[WHAT YOU HAVE TO DO]:
When you spot the word "true" in a line of the data below, copy that line.

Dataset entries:
══════════════════════════════

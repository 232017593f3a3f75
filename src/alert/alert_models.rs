use chrono::{DateTime, Utc};
use serde::{Deserialize, Serialize};
use sqlx::FromRow;
use utoipa::ToSchema;
use uuid::Uuid;
use validator::Validate;

/// Emergency alert raised for a resident.
#[derive(Debug, Clone, Serialize, Deserialize, FromRow, ToSchema)]
#[serde(rename_all = "camelCase")]
pub struct Alert {
    pub id: Uuid,
    pub resident_name: String,
    pub alert_type: String,
    pub description: Option<String>,
    pub is_read: bool,
    pub created_at: DateTime<Utc>,
}

#[derive(Debug, Serialize, Deserialize, Validate, ToSchema)]
#[serde(rename_all = "camelCase")]
pub struct MarkAlertsReadRequest {
    #[validate(length(min = 1, message = "must contain at least one id"))]
    pub alert_ids: Vec<Uuid>,
}
#[cfg(test)]
mod tests {
    use super::*;
    use crate::{
        alert::Alert,
        auth::create_jwt,
        message::MessageStore,
        store::InMemoryStore,
        test_support::{failing_state, memory_state, staff, token},
        user::User,
    };
    use axum::{
        body::{to_bytes, Body},
        http::{Request, StatusCode},
    };
    use chrono::Utc;
    use serde_json::{json, Value};
    use std::sync::Arc;
    use tower::ServiceExt;
    use uuid::Uuid;

    struct TestApp {
        router: Router,
        store: Arc<InMemoryStore>,
    }

    async fn app(users: &[User]) -> TestApp {
        let (state, store) = memory_state(users).await;
        TestApp {
            router: create_router(state),
            store,
        }
    }

    async fn call(
        app: &TestApp,
        method: Method,
        uri: &str,
        as_user: Option<&User>,
        body: Option<Value>,
    ) -> (StatusCode, Value) {
        let mut builder = Request::builder().method(method).uri(uri);
        if let Some(user) = as_user {
            builder = builder.header(AUTHORIZATION, format!("Bearer {}", token(user)));
        }
        let request = match body {
            Some(body) => builder
                .header(CONTENT_TYPE, "application/json")
                .body(Body::from(body.to_string()))
                .unwrap(),
            None => builder.body(Body::empty()).unwrap(),
        };

        let response = app.router.clone().oneshot(request).await.unwrap();
        let status = response.status();
        let bytes = to_bytes(response.into_body(), usize::MAX).await.unwrap();
        // Extractor rejections are plain text
        let value = serde_json::from_slice(&bytes).unwrap_or(Value::Null);
        (status, value)
    }

    async fn send(app: &TestApp, from: &User, to: &User, content: &str) -> (StatusCode, Value) {
        call(
            app,
            Method::POST,
            "/api/messages",
            Some(from),
            Some(json!({ "receiverId": to.id, "content": content })),
        )
        .await
    }

    #[tokio::test]
    async fn test_requires_authentication() {
        let a = staff("Alice", "nurse");
        let app = app(&[a.clone()]).await;

        let (status, body) = call(&app, Method::GET, "/api/conversations", None, None).await;
        assert_eq!(status, StatusCode::UNAUTHORIZED);
        assert!(body["message"].is_string());
    }

    #[tokio::test]
    async fn test_rejects_unknown_and_inactive_users() {
        let ghost = staff("Ghost", "nurse");
        let mut inactive = staff("Idle", "nurse");
        inactive.is_active = false;
        let app = app(&[inactive.clone()]).await;

        let (status, _) = call(&app, Method::GET, "/api/conversations", Some(&ghost), None).await;
        assert_eq!(status, StatusCode::UNAUTHORIZED);

        let (status, _) =
            call(&app, Method::GET, "/api/conversations", Some(&inactive), None).await;
        assert_eq!(status, StatusCode::FORBIDDEN);
    }

    #[tokio::test]
    async fn test_token_signed_with_another_secret_is_rejected() {
        let a = staff("Alice", "nurse");
        let app = app(&[a.clone()]).await;
        let forged = create_jwt(a.id, "not-the-server-secret", 1).unwrap();

        let request = Request::builder()
            .uri("/api/conversations")
            .header(AUTHORIZATION, format!("Bearer {}", forged))
            .body(Body::empty())
            .unwrap();
        let response = app.router.clone().oneshot(request).await.unwrap();
        assert_eq!(response.status(), StatusCode::UNAUTHORIZED);
    }

    #[tokio::test]
    async fn test_send_message_returns_created_message() {
        let (a, b) = (staff("Alice", "nurse"), staff("Bob", "caregiver"));
        let app = app(&[a.clone(), b.clone()]).await;

        let (status, body) = send(&app, &a, &b, " hello ").await;

        assert_eq!(status, StatusCode::CREATED);
        assert_eq!(body["senderId"], json!(a.id));
        assert_eq!(body["receiverId"], json!(b.id));
        assert_eq!(body["content"], "hello");
        assert_eq!(body["isRead"], false);
        assert!(body["timestamp"].is_string());
    }

    #[tokio::test]
    async fn test_send_blank_message_is_bad_request() {
        let (a, b) = (staff("Alice", "nurse"), staff("Bob", "caregiver"));
        let app = app(&[a.clone(), b.clone()]).await;

        let (status, body) = send(&app, &a, &b, "   ").await;

        assert_eq!(status, StatusCode::BAD_REQUEST);
        assert!(body["message"].as_str().unwrap().contains("content"));
        assert!(app.store.find_involving(a.id).await.unwrap().is_empty());
    }

    #[tokio::test]
    async fn test_send_to_unknown_receiver_is_not_found() {
        let a = staff("Alice", "nurse");
        let app = app(&[a.clone()]).await;

        let (status, body) = send(&app, &a, &staff("Nobody", "nurse"), "hi").await;

        assert_eq!(status, StatusCode::NOT_FOUND);
        assert_eq!(body["message"], "Receiver not found");
    }

    #[tokio::test]
    async fn test_unread_scenario_over_http() {
        let (a, b) = (staff("Alice", "nurse"), staff("Bob", "caregiver"));
        let app = app(&[a.clone(), b.clone()]).await;
        send(&app, &a, &b, "hello").await;

        let (status, list) = call(&app, Method::GET, "/api/conversations", Some(&b), None).await;
        assert_eq!(status, StatusCode::OK);
        assert_eq!(list.as_array().unwrap().len(), 1);
        assert_eq!(list[0]["user"]["id"], json!(a.id));
        assert_eq!(list[0]["user"]["fullName"], "Alice");
        assert_eq!(list[0]["user"]["userType"], "nurse");
        assert_eq!(list[0]["lastMessage"]["content"], "hello");
        assert_eq!(list[0]["lastMessage"]["isRead"], false);
        assert_eq!(list[0]["unreadCount"], 1);

        let uri = format!("/api/messages/{}", a.id);
        let (status, thread) = call(&app, Method::GET, &uri, Some(&b), None).await;
        assert_eq!(status, StatusCode::OK);
        assert_eq!(thread.as_array().unwrap().len(), 1);
        // pre-update state is echoed back
        assert_eq!(thread[0]["isRead"], false);

        let (_, list) = call(&app, Method::GET, "/api/conversations", Some(&b), None).await;
        assert_eq!(list[0]["unreadCount"], 0);
        assert_eq!(list[0]["lastMessage"]["isRead"], true);
    }

    #[tokio::test]
    async fn test_thread_is_chronological() {
        let (a, b) = (staff("Alice", "nurse"), staff("Bob", "caregiver"));
        let app = app(&[a.clone(), b.clone()]).await;
        for (from, to, text) in [(&a, &b, "one"), (&b, &a, "two"), (&a, &b, "three")] {
            send(&app, from, to, text).await;
        }

        let uri = format!("/api/messages/{}", b.id);
        let (_, thread) = call(&app, Method::GET, &uri, Some(&a), None).await;

        let contents: Vec<_> = thread
            .as_array()
            .unwrap()
            .iter()
            .map(|m| m["content"].as_str().unwrap().to_string())
            .collect();
        assert_eq!(contents, vec!["one", "two", "three"]);
    }

    #[tokio::test]
    async fn test_thread_with_unknown_user_is_not_found() {
        let a = staff("Alice", "nurse");
        let app = app(&[a.clone()]).await;

        let uri = format!("/api/messages/{}", Uuid::new_v4());
        let (status, _) = call(&app, Method::GET, &uri, Some(&a), None).await;
        assert_eq!(status, StatusCode::NOT_FOUND);
    }

    #[tokio::test]
    async fn test_mark_read_and_delivered_are_idempotent() {
        let (a, b) = (staff("Alice", "nurse"), staff("Bob", "caregiver"));
        let app = app(&[a.clone(), b.clone()]).await;
        send(&app, &a, &b, "one").await;
        send(&app, &a, &b, "two").await;

        let uri = format!("/api/messages/deliver/{}", a.id);
        let (status, body) = call(&app, Method::PUT, &uri, Some(&b), None).await;
        assert_eq!(status, StatusCode::OK);
        assert_eq!(body["message"], "Messages marked as delivered");
        assert_eq!(body["updated"], 2);

        let uri = format!("/api/messages/read/{}", a.id);
        for _ in 0..2 {
            let (status, body) = call(&app, Method::PUT, &uri, Some(&b), None).await;
            assert_eq!(status, StatusCode::OK);
            assert_eq!(body["message"], "Messages marked as read");
            assert_eq!(body["updated"], 0);
        }
    }

    #[tokio::test]
    async fn test_malformed_counterpart_id_is_rejected() {
        let a = staff("Alice", "nurse");
        let app = app(&[a.clone()]).await;

        let (status, _) =
            call(&app, Method::GET, "/api/messages/not-a-uuid", Some(&a), None).await;
        assert_eq!(status, StatusCode::BAD_REQUEST);
    }

    #[tokio::test]
    async fn test_contacts_only_list_staff() {
        let a = staff("Alice", "nurse");
        let b = staff("Bob", "doctor");
        let r = staff("Rita", "resident");
        let f = staff("Fred", "family");
        let app = app(&[a.clone(), b.clone(), r, f]).await;

        let (status, contacts) =
            call(&app, Method::GET, "/api/users/contacts", Some(&a), None).await;

        assert_eq!(status, StatusCode::OK);
        let ids: Vec<_> = contacts.as_array().unwrap().iter().map(|u| u["id"].clone()).collect();
        assert_eq!(ids, vec![json!(b.id)]);
    }

    #[tokio::test]
    async fn test_current_user() {
        let a = staff("Alice", "nurse");
        let app = app(&[a.clone()]).await;

        let (status, me) = call(&app, Method::GET, "/api/users/me", Some(&a), None).await;

        assert_eq!(status, StatusCode::OK);
        assert_eq!(me["fullName"], "Alice");
        assert_eq!(me["isActive"], true);
    }

    #[tokio::test]
    async fn test_mark_alerts_read() {
        let a = staff("Alice", "nurse");
        let app = app(&[a.clone()]).await;
        let alert = Alert {
            id: Uuid::new_v4(),
            resident_name: "Mr. Grey".to_string(),
            alert_type: "fall".to_string(),
            description: None,
            is_read: false,
            created_at: Utc::now(),
        };
        app.store.insert_alert(alert.clone()).await;

        let body = json!({ "alertIds": [alert.id, Uuid::new_v4()] });
        let (status, res) =
            call(&app, Method::PUT, "/api/alerts/read", Some(&a), Some(body.clone())).await;
        assert_eq!(status, StatusCode::OK);
        assert_eq!(res["updated"], 1);
        assert!(app.store.alerts().await.iter().all(|a| a.is_read));

        let (_, res) = call(&app, Method::PUT, "/api/alerts/read", Some(&a), Some(body)).await;
        assert_eq!(res["updated"], 0);

        let (status, _) = call(
            &app,
            Method::PUT,
            "/api/alerts/read",
            Some(&a),
            Some(json!({ "alertIds": [] })),
        )
        .await;
        assert_eq!(status, StatusCode::BAD_REQUEST);
    }

    #[tokio::test]
    async fn test_store_failure_is_500_with_underlying_message() {
        let (a, b) = (staff("Alice", "nurse"), staff("Bob", "caregiver"));
        let (state, store) = failing_state(&[a.clone(), b.clone()], true, true).await;
        let app = TestApp {
            router: create_router(state),
            store,
        };

        let (status, body) = call(&app, Method::GET, "/api/conversations", Some(&b), None).await;
        assert_eq!(status, StatusCode::INTERNAL_SERVER_ERROR);
        assert!(body["message"].as_str().unwrap().starts_with("Database error: "));

        let uri = format!("/api/messages/{}", a.id);
        let (status, body) = call(&app, Method::GET, &uri, Some(&b), None).await;
        assert_eq!(status, StatusCode::INTERNAL_SERVER_ERROR);
        assert!(body["message"].as_str().unwrap().starts_with("Database error: "));
    }

    #[tokio::test]
    async fn test_thread_open_is_500_when_marking_read_fails() {
        let (a, b) = (staff("Alice", "nurse"), staff("Bob", "caregiver"));
        let (state, store) = failing_state(&[a.clone(), b.clone()], false, true).await;
        let app = TestApp {
            router: create_router(state),
            store,
        };
        send(&app, &a, &b, "hi").await;

        let uri = format!("/api/messages/{}", a.id);
        let (status, body) = call(&app, Method::GET, &uri, Some(&b), None).await;

        assert_eq!(status, StatusCode::INTERNAL_SERVER_ERROR);
        assert!(body["message"].as_str().unwrap().starts_with("Database error: "));
        let thread = app.store.find_thread(a.id, b.id).await.unwrap();
        assert!(thread.iter().all(|m| !m.is_read));
    }

    #[tokio::test]
    async fn test_openapi_lists_messaging_paths() {
        let doc = ApiDoc::openapi();
        for path in [
            "/api/conversations",
            "/api/messages",
            "/api/messages/{user_id}",
            "/api/messages/deliver/{sender_id}",
            "/api/messages/read/{sender_id}",
            "/api/alerts/read",
        ] {
            assert!(doc.paths.paths.contains_key(path), "missing {}", path);
        }
    }
}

══════════════════════════════

[SOLUTION]:
        assert_eq!(list[0]["lastMessage"]["isRead"], true);
        assert_eq!(me["isActive"], true);
        let (state, store) = failing_state(&[a.clone(), b.clone()], true, true).await;
        let (state, store) = failing_state(&[a.clone(), b.clone()], false, true).await;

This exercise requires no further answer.